Currently listening:
Phobia
By Breaking Benjamin
Release date: 2006-08-08
Thursday, April 03, 2008 

Current mood:  stressed
This week saw a few red-letter moments in history: a Pizza Hut driver in Des Moines shoots a guy trying to rob him; a 12-year-old boy sees his mother getting attacked and knifes the guy (to death). I’m sure there are more, but I want to focus on these.

It looks to me like someone came to his senses. Maybe it was the kid, maybe it was the driver, I don’t know. Maybe I don’t care. I’m looking around me and seeing that people making more money than either of these guys is looking for an excuse to waste a bunch of time calling their actions into some kind of question. And since it’s slightly harder, we’ll start with the Pizza Hut driver.

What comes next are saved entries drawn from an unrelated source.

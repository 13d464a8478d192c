//! Game state and the small records it aggregates
//!
//! One `GameState` lives for the whole page session. It is passed by
//! `&mut` into every tick and every input handler.

use glam::Vec2;
use rand::SeedableRng;
use rand_pcg::Pcg32;
use serde::{Deserialize, Serialize};

use super::entity::{Coin, Enemy, Player, random_spawn_point, validate_dimension};
use crate::consts::*;
use crate::error::{OctovoltError, Result};
use crate::settings::Settings;

/// Live canvas size; resizes are applied between ticks
#[derive(Debug, Clone, Copy, PartialEq)]
pub struct Viewport {
    width: f32,
    height: f32,
}

impl Viewport {
    pub fn new(width: f32, height: f32) -> Result<Self> {
        if width.is_finite() && height.is_finite() && width > 0.0 && height > 0.0 {
            Ok(Self { width, height })
        } else {
            Err(OctovoltError::InvalidViewport { width, height })
        }
    }

    #[inline]
    pub fn width(&self) -> f32 {
        self.width
    }

    #[inline]
    pub fn height(&self) -> f32 {
        self.height
    }

    pub fn area(&self) -> f64 {
        self.width as f64 * self.height as f64
    }
}

/// Last known pointer/touch position
#[derive(Debug, Clone, Copy, PartialEq)]
pub struct Mouse {
    pub pos: Vec2,
}

impl Mouse {
    /// Starting pointer position.
    ///
    /// Both axes use half the width, so on a landscape screen the player
    /// starts below the vertical center.
    pub fn initial(viewport: &Viewport) -> Self {
        let half = viewport.width() / 2.0;
        Self {
            pos: Vec2::new(half, half),
        }
    }
}

/// Running score plus the integer shown in the HUD
#[derive(Debug, Clone, Default)]
pub struct Score {
    value: f64,
    displayed: u64,
}

impl Score {
    pub fn value(&self) -> f64 {
        self.value
    }

    /// What the HUD shows; only refreshed by `up`
    pub fn displayed(&self) -> u64 {
        self.displayed
    }

    /// Add the share of the screen an enemy covers, scaled by `SCORE_SCALE`
    pub fn up(&mut self, enemy_dimension: f32, viewport: &Viewport) {
        let enemy_area = (enemy_dimension as f64).powi(2);
        let enemy_percentage = enemy_area / viewport.area();
        self.value += enemy_percentage * SCORE_SCALE;
        self.displayed = self.value.trunc() as u64;
    }

    pub fn reset(&mut self) {
        self.value = 0.0;
    }
}

/// The two sound effects
#[derive(Debug, Clone, Copy, PartialEq, Eq, Serialize, Deserialize)]
pub enum SoundEffect {
    /// Coin captured
    Coin,
    /// Caught by an enemy, or sound switched on
    Bark,
}

/// Sound toggle icon
#[derive(Debug, Clone, Copy, PartialEq, Eq, Serialize, Deserialize)]
pub enum SoundIcon {
    On,
    Off,
}

impl SoundIcon {
    pub fn image_path(&self) -> &'static str {
        match self {
            SoundIcon::On => "./public/images/soundon.png",
            SoundIcon::Off => "./public/images/soundoff.png",
        }
    }
}

/// Mute state shared by the coin and bark handles
#[derive(Debug, Clone)]
pub struct Sound {
    muted: bool,
    pub coin_volume: f32,
    pub bark_volume: f32,
    pub icon: SoundIcon,
}

impl Default for Sound {
    fn default() -> Self {
        Self {
            muted: false,
            coin_volume: COIN_VOLUME,
            bark_volume: BARK_VOLUME,
            icon: SoundIcon::On,
        }
    }
}

impl Sound {
    pub fn is_muted(&self) -> bool {
        self.muted
    }

    pub fn mute(&mut self) {
        self.muted = true;
    }

    pub fn unmute(&mut self) {
        self.muted = false;
    }

    pub fn volume(&self, effect: SoundEffect) -> f32 {
        match effect {
            SoundEffect::Coin => self.coin_volume,
            SoundEffect::Bark => self.bark_volume,
        }
    }

    /// `Some(effect)` unless muted
    pub fn audible(&self, effect: SoundEffect) -> Option<SoundEffect> {
        (!self.muted).then_some(effect)
    }
}

/// Host input, applied as it arrives; the last one before a tick wins
#[derive(Debug, Clone, Copy, PartialEq)]
pub enum InputEvent {
    /// Mouse move or touch move
    PointerMove { x: f32, y: f32 },
    /// Click, touch start or Enter
    Toggle,
    /// Window resized
    Resize { width: f32, height: f32 },
}

/// What the host should change on the page after an input
#[derive(Debug, Clone, Default, PartialEq)]
pub struct UiUpdate {
    /// Remove the start overlay
    pub dismiss_overlay: bool,
    /// Swap the sound icon
    pub icon: Option<SoundIcon>,
    /// Play right away
    pub play: Option<SoundEffect>,
}

/// Complete game state
#[derive(Debug, Clone)]
pub struct GameState {
    /// Run seed for reproducibility
    pub seed: u64,
    pub player: Player,
    pub coin: Coin,
    /// Enemies in update order
    pub enemies: Vec<Enemy>,
    pub score: Score,
    pub sound: Sound,
    pub mouse: Mouse,
    pub viewport: Viewport,
    /// Start overlay still on screen
    pub overlay_visible: bool,
    /// Simulation tick counter
    pub time_ticks: u64,
    /// Diameter given to spawned enemies
    enemy_dimension: f32,
    /// Distance kept from every edge when placing the coin or an enemy
    spawn_margin: i32,
    /// Dimension of the enemy processed most recently; scores coin captures
    pub(crate) last_enemy_dimension: Option<f32>,
    /// Spawns requested during the current tick
    pub(crate) pending_spawns: u32,
    pub(crate) rng: Pcg32,
}

impl GameState {
    /// Fresh session with default sizes: muted, one enemy, coin placed at random
    pub fn new(seed: u64, viewport: Viewport) -> Result<Self> {
        Self::from_settings(&Settings::default(), seed, viewport)
    }

    pub fn from_settings(settings: &Settings, seed: u64, viewport: Viewport) -> Result<Self> {
        let dimension = validate_dimension(settings.entity_dimension)?;
        let mut rng = Pcg32::seed_from_u64(seed);

        let mouse = Mouse::initial(&viewport);
        let player = Player::new(mouse.pos, dimension)?;
        let coin = Coin::new(
            random_spawn_point(&viewport, settings.spawn_margin, &mut rng),
            dimension,
        )?;

        let mut sound = Sound {
            coin_volume: settings.coin_volume,
            bark_volume: settings.bark_volume,
            ..Sound::default()
        };
        if settings.start_muted {
            sound.mute();
            sound.icon = SoundIcon::Off;
        }

        let mut state = Self {
            seed,
            player,
            coin,
            enemies: Vec::new(),
            score: Score::default(),
            sound,
            mouse,
            viewport,
            overlay_visible: true,
            time_ticks: 0,
            enemy_dimension: dimension,
            spawn_margin: settings.spawn_margin,
            last_enemy_dimension: None,
            pending_spawns: 0,
            rng,
        };

        state.spawn_enemy();

        Ok(state)
    }

    /// Append one enemy at a random position
    pub fn spawn_enemy(&mut self) -> &Enemy {
        // enemy_dimension was validated at construction
        let enemy = Enemy::spawn_validated(
            &self.viewport,
            self.spawn_margin,
            &mut self.rng,
            self.enemy_dimension,
        );
        self.enemies.push(enemy);
        &self.enemies[self.enemies.len() - 1]
    }

    /// Queue a spawn for the end of the current tick
    pub fn request_spawn(&mut self) {
        self.pending_spawns += 1;
    }

    pub fn pending_spawns(&self) -> u32 {
        self.pending_spawns
    }

    pub fn enemy_dimension(&self) -> f32 {
        self.enemy_dimension
    }

    pub fn spawn_margin(&self) -> i32 {
        self.spawn_margin
    }

    /// Coin capture scoring uses this enemy size
    pub fn scoring_dimension(&self) -> f32 {
        self.last_enemy_dimension.unwrap_or(self.enemy_dimension)
    }

    /// Move the coin somewhere new
    pub fn respawn_coin(&mut self) {
        self.coin.respawn(&self.viewport, self.spawn_margin, &mut self.rng);
    }

    /// Caught by an enemy: coin moves, score resets, every enemy goes away.
    /// Player and coin identities survive.
    ///
    /// Returns how many enemies were removed.
    pub fn over(&mut self) -> usize {
        let cleared = self.enemies.len();
        self.respawn_coin();
        self.score.reset();
        self.enemies.clear();
        self.pending_spawns = 0;
        log::info!("Game over: {} enemies cleared", cleared);
        cleared
    }

    /// Apply one host input
    pub fn handle_input(&mut self, event: InputEvent) -> UiUpdate {
        match event {
            InputEvent::PointerMove { x, y } => {
                self.mouse.pos = Vec2::new(x, y);
                UiUpdate::default()
            }
            InputEvent::Toggle => {
                let dismiss_overlay = std::mem::replace(&mut self.overlay_visible, false);
                if self.sound.is_muted() {
                    self.sound.unmute();
                    self.sound.icon = SoundIcon::On;
                    UiUpdate {
                        dismiss_overlay,
                        icon: Some(SoundIcon::On),
                        play: Some(SoundEffect::Bark),
                    }
                } else {
                    self.sound.mute();
                    self.sound.icon = SoundIcon::Off;
                    UiUpdate {
                        dismiss_overlay,
                        icon: Some(SoundIcon::Off),
                        play: None,
                    }
                }
            }
            InputEvent::Resize { width, height } => {
                match Viewport::new(width, height) {
                    Ok(viewport) => self.viewport = viewport,
                    Err(e) => log::warn!("Ignoring resize: {}", e),
                }
                UiUpdate::default()
            }
        }
    }
}

#[cfg(test)]
mod tests {
    use super::*;

    fn state() -> GameState {
        GameState::new(12345, Viewport::new(800.0, 600.0).unwrap()).unwrap()
    }

    #[test]
    fn test_viewport_rejects_empty() {
        assert!(Viewport::new(0.0, 600.0).is_err());
        assert!(Viewport::new(800.0, -1.0).is_err());
        assert!(Viewport::new(f32::INFINITY, 10.0).is_err());
    }

    #[test]
    fn test_new_state() {
        let state = state();
        assert_eq!(state.enemies.len(), 1);
        assert!(state.sound.is_muted());
        assert_eq!(state.sound.icon, SoundIcon::Off);
        assert!(state.overlay_visible);
        assert_eq!(state.player.pos, Vec2::new(400.0, 400.0));
        assert_eq!(state.score.value(), 0.0);
        assert!((50.0..=750.0).contains(&state.coin.pos.x));
        assert!((50.0..=550.0).contains(&state.coin.pos.y));
    }

    #[test]
    fn test_settings_dimension_validated() {
        let settings = Settings {
            entity_dimension: 0.0,
            ..Settings::default()
        };
        let vp = Viewport::new(800.0, 600.0).unwrap();
        assert!(matches!(
            GameState::from_settings(&settings, 1, vp),
            Err(OctovoltError::InvalidDimension(_))
        ));
    }

    #[test]
    fn test_score_up_800x600() {
        let mut score = Score::default();
        score.up(50.0, &Viewport::new(800.0, 600.0).unwrap());
        assert!((score.value() - 1000.0 * 2500.0 / 480000.0).abs() < 1e-9);
        assert!((score.value() - 5.208).abs() < 0.001);
        assert_eq!(score.displayed(), 5);
    }

    #[test]
    fn test_score_reset_keeps_display() {
        let vp = Viewport::new(100.0, 100.0).unwrap();
        let mut score = Score::default();
        score.up(50.0, &vp); // +250
        score.up(50.0, &vp);
        assert_eq!(score.displayed(), 500);
        score.reset();
        assert_eq!(score.value(), 0.0);
        assert_eq!(score.displayed(), 500);
        score.up(10.0, &vp); // +10
        assert_eq!(score.displayed(), 10);
    }

    #[test]
    fn test_toggle_unmutes_then_mutes() {
        let mut state = state();
        let first = state.handle_input(InputEvent::Toggle);
        assert_eq!(
            first,
            UiUpdate {
                dismiss_overlay: true,
                icon: Some(SoundIcon::On),
                play: Some(SoundEffect::Bark),
            }
        );
        assert!(!state.sound.is_muted());
        assert!(!state.overlay_visible);

        let second = state.handle_input(InputEvent::Toggle);
        assert!(!second.dismiss_overlay);
        assert_eq!(second.icon, Some(SoundIcon::Off));
        assert_eq!(second.play, None);
        assert!(state.sound.is_muted());
    }

    #[test]
    fn test_pointer_and_resize() {
        let mut state = state();
        state.handle_input(InputEvent::PointerMove { x: 10.0, y: 20.0 });
        assert_eq!(state.mouse.pos, Vec2::new(10.0, 20.0));

        state.handle_input(InputEvent::Resize {
            width: 1024.0,
            height: 768.0,
        });
        assert_eq!(state.viewport.width(), 1024.0);

        // Zero-area resize is ignored
        state.handle_input(InputEvent::Resize {
            width: 0.0,
            height: 768.0,
        });
        assert_eq!(state.viewport.width(), 1024.0);
    }

    #[test]
    fn test_over_clears_everything() {
        let mut state = state();
        for _ in 0..6 {
            state.spawn_enemy();
        }
        state.request_spawn();
        state.score.up(50.0, &state.viewport);
        assert_eq!(state.over(), 7);
        assert!(state.enemies.is_empty());
        assert_eq!(state.pending_spawns(), 0);
        assert_eq!(state.score.value(), 0.0);
    }

    #[test]
    fn test_sound_audible() {
        let mut sound = Sound::default();
        assert_eq!(sound.audible(SoundEffect::Coin), Some(SoundEffect::Coin));
        sound.mute();
        assert_eq!(sound.audible(SoundEffect::Bark), None);
        assert!(sound.volume(SoundEffect::Coin) < sound.volume(SoundEffect::Bark));
    }

    #[test]
    fn test_spawn_margin_setting_bounds_placement() {
        let settings = Settings::from_json(r#"{"spawn_margin": 250}"#).unwrap();
        let vp = Viewport::new(800.0, 600.0).unwrap();
        for seed in 0..200 {
            let mut state = GameState::from_settings(&settings, seed, vp).unwrap();
            assert_eq!(state.spawn_margin(), 250);
            state.respawn_coin();
            assert!((250.0..=550.0).contains(&state.coin.pos.x));
            assert!((250.0..=350.0).contains(&state.coin.pos.y));
            let enemy = state.spawn_enemy();
            assert!((250.0..=550.0).contains(&enemy.pos.x));
            assert!((250.0..=350.0).contains(&enemy.pos.y));
        }
    }

    proptest::proptest! {
        #[test]
        fn prop_score_up_exact(d in 1f32..500.0, w in 1f32..4000.0, h in 1f32..4000.0) {
            let vp = Viewport::new(w, h).unwrap();
            let mut score = Score::default();
            score.up(d, &vp);
            let expected = SCORE_SCALE * (d as f64).powi(2) / (w as f64 * h as f64);
            proptest::prop_assert!((score.value() - expected).abs() <= expected * 1e-12);
            proptest::prop_assert_eq!(score.displayed(), score.value().trunc() as u64);
        }

        #[test]
        fn prop_over_clears(seed in 0u64..10_000, n_enemies in 0usize..40, n_ups in 0usize..40) {
            let mut state = GameState::new(seed, Viewport::new(800.0, 600.0).unwrap()).unwrap();
            for _ in 0..n_enemies {
                state.spawn_enemy();
            }
            for _ in 0..n_ups {
                state.score.up(50.0, &state.viewport);
            }
            proptest::prop_assert_eq!(state.over(), n_enemies + 1);
            proptest::prop_assert_eq!(state.enemies.len(), 0);
            proptest::prop_assert_eq!(state.score.value(), 0.0);
        }
    }
}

At 38 years old, a man knows himself and what is right and wrong with him (if he’s paying attention). According to the papers, this driver passed a bunch of background checks and got a permit to carry a gun. And in the face of two robbers that thought they were Bonnie and Clyde, he responded to a threat of deadly force in kind. I’ve never been shot before, apart from a paintball that hit awfully close to home (and I didn’t put a lot into playing after that day), but those who have been shot have told me that it sucks, in ways I can’t even begin to imagine.

According to Wikipedia’s article entitled "Ballistic trauma," "As a rule, all gunshot wounds are medical emergencies which require immediate hospital treatment." These friends of mine ask me what it would take to get me to draw my weapon; the only answer I can give is "something pretty serious." There’s a reason for that. Guns are used to kill people. They are the equalizer of force that effectively ends all discussions, leaving no option but violence.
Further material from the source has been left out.